2014 has had a bad beginning with respect to the preservation of Africa’s remaining rhino populations. The South African government announced that by January 17, thirty-seven rhinos had been killed in South Africa. According to the Washington Post on January 31, over 1,600 have been killed worldwide in the past two years. There could be fewer than 25,000 rhino left worldwide.
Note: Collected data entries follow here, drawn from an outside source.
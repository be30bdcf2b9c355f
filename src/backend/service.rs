//! Submission service calls
//!
//! Thin wrappers that turn a finished or in-progress filing into backend
//! create/update calls. No retries and no idempotency key: a repeated
//! call after a network failure may create a duplicate record.

use super::error::BackendError;
use super::records::{
    ApplicationRecord, DocumentRecord, NewApplication, NewDocument, NewSubmission,
    NewTimelineEntry, Profile, Session, SubmissionRecord, TimelineEntry,
};
use super::traits::{BackendApi, BackendResult};
use crate::flow::{DocumentSet, FlowTrack, FormSession};

pub const SERVICE_TYPE: &str = "personal-tax-filing";

const STATUS_DRAFT: &str = "draft";
const STATUS_SUBMITTED: &str = "submitted";

/// Build the application payload carrying the whole session as JSON
pub fn application_payload(
    session: &Session,
    form: &FormSession,
    status: &str,
) -> BackendResult<NewApplication> {
    let data = serde_json::to_value(form).map_err(|e| BackendError::Decode(e.to_string()))?;
    Ok(NewApplication {
        user_id: session.user_id.clone(),
        service_type: SERVICE_TYPE.to_string(),
        status: status.to_string(),
        tax_year: form.tax_year.clone(),
        data,
    })
}

/// Create the application on first save, update it afterwards
pub async fn save_application(
    api: &dyn BackendApi,
    session: &Session,
    form: &FormSession,
) -> BackendResult<ApplicationRecord> {
    save_with_status(api, session, form, STATUS_DRAFT).await
}

async fn save_with_status(
    api: &dyn BackendApi,
    session: &Session,
    form: &FormSession,
    status: &str,
) -> BackendResult<ApplicationRecord> {
    let payload = application_payload(session, form, status)?;
    match &form.application_id {
        Some(id) => {
            tracing::debug!("Updating application {id}");
            api.update_application(session, id, &payload).await
        }
        None => {
            tracing::debug!("Creating application");
            api.create_application(session, &payload).await
        }
    }
}

/// Upload every queued document and record its metadata
pub async fn upload_documents(
    api: &dyn BackendApi,
    session: &Session,
    application_id: &str,
    documents: &DocumentSet,
) -> BackendResult<Vec<DocumentRecord>> {
    let mut records = Vec::with_capacity(documents.files.len());
    for entry in &documents.files {
        let bytes = tokio::fs::read(&entry.path)
            .await
            .map_err(|source| BackendError::File {
                path: entry.path.display().to_string(),
                source,
            })?;
        let name = entry
            .path
            .file_name()
            .map(|n| n.to_string_lossy().to_string())
            .unwrap_or_else(|| entry.doc_type.clone());
        let size_bytes = bytes.len() as u64;
        let storage_path = format!("{}/{}/{}", session.user_id, application_id, name);

        let stored_at = api.upload_file(session, &storage_path, bytes).await?;
        let record = api
            .create_document(
                session,
                &NewDocument {
                    application_id: application_id.to_string(),
                    user_id: session.user_id.clone(),
                    name,
                    doc_type: entry.doc_type.clone(),
                    storage_path: stored_at,
                    size_bytes,
                },
            )
            .await?;
        tracing::info!("Uploaded {} ({} bytes)", record.name, size_bytes);
        records.push(record);
    }
    Ok(records)
}

/// Payment status and amount recorded with a submission
fn payment_terms(form: &FormSession) -> (&'static str, u64) {
    match form.track {
        FlowTrack::Online => {
            let payable = form.tax_summary().net_payable;
            if payable == 0 {
                ("not_required", 0)
            } else {
                ("unpaid", payable)
            }
        }
        // assessed by the filing team from the uploaded documents
        FlowTrack::DocumentUpload | FlowTrack::Undecided => ("pending_assessment", 0),
    }
}

/// File the return: upload documents, create the submission record, then
/// mark the application submitted and log it on the timeline.
///
/// The application should already exist (see [`save_application`]) so a
/// failed attempt is retried against the same row; without an id a draft
/// is created first. It stays a draft until the submission exists.
///
/// Errors from the application, upload and submission calls propagate.
/// The status change, timeline entry and profile refresh are best effort
/// once the submission exists.
pub async fn submit_tax_return(
    api: &dyn BackendApi,
    session: &Session,
    form: &FormSession,
    iris_password: &str,
) -> BackendResult<SubmissionRecord> {
    let application_id = match &form.application_id {
        Some(id) => id.clone(),
        None => save_application(api, session, form).await?.id,
    };

    if let Some(documents) = &form.documents {
        upload_documents(api, session, &application_id, documents).await?;
    }

    let (payment_status, tax_payable) = payment_terms(form);
    let credentials = form.credentials.clone().unwrap_or_default();
    let submission = api
        .create_submission(
            session,
            &NewSubmission {
                application_id: application_id.clone(),
                user_id: session.user_id.clone(),
                status: STATUS_SUBMITTED.to_string(),
                payment_status: payment_status.to_string(),
                tax_year: form.tax_year_or_default().to_string(),
                tax_payable,
                filing_method: form
                    .track
                    .method()
                    .map(|m| m.label().to_string())
                    .unwrap_or_default(),
                iris_username: credentials.iris_username,
                iris_password: iris_password.to_string(),
                payment_bank: credentials.payment_bank,
            },
        )
        .await?;

    tracing::info!(
        "Submission {} created for application {application_id}",
        submission.id
    );

    let filed = FormSession {
        application_id: Some(application_id.clone()),
        ..form.clone()
    };
    if let Err(e) = save_with_status(api, session, &filed, STATUS_SUBMITTED).await {
        tracing::warn!("Failed to mark application {application_id} submitted: {e}");
    }

    let entry = NewTimelineEntry {
        application_id,
        user_id: session.user_id.clone(),
        title: "Return submitted".to_string(),
        description: format!(
            "Tax year {} filed; reference {}",
            form.tax_year_or_default(),
            submission.reference_or_placeholder()
        ),
    };
    if let Err(e) = api.create_timeline_entry(session, &entry).await {
        tracing::warn!("Failed to record timeline entry: {e}");
    }

    if let Some(info) = &form.basic_info {
        let profile = Profile {
            id: session.user_id.clone(),
            full_name: info.full_name.clone(),
            cnic: info.cnic.clone(),
            email: info.email.clone(),
            phone: info.phone.clone(),
            address: info.address.clone(),
        };
        if let Err(e) = api.upsert_profile(session, &profile).await {
            tracing::warn!("Failed to refresh profile: {e}");
        }
    }

    Ok(submission)
}

/// Timeline and documents for the application detail view, fetched together
pub async fn load_application_detail(
    api: &dyn BackendApi,
    session: &Session,
    application_id: &str,
) -> BackendResult<(Vec<TimelineEntry>, Vec<DocumentRecord>)> {
    tokio::try_join!(
        api.list_timeline(session, application_id),
        api.list_documents(session, application_id)
    )
}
Conservationists, activists, governments, and many others are putting forward resources, manpower, and strategies to combat this slaughter for profit. The South African government made a public call for conservation and anti-poaching strategy submissions. One strategy that is receiving increasing attention is the possibility of legalizing the trade in rhino horn – of farming rhinos – to feed the growing demand in Asia. The debate is necessary, but so is caution. Should the door of legal trade be opened, it could prove impossible to close; even if it backfires on conservation efforts. A recent report, commissioned by the International Fund for Animal Welfare (IFAW), which was published in November 2013, will fuel debate over the pros and cons, the known and unknown consequences of legalizing the trade in rhino horn. Already the proposal has proponents and critics.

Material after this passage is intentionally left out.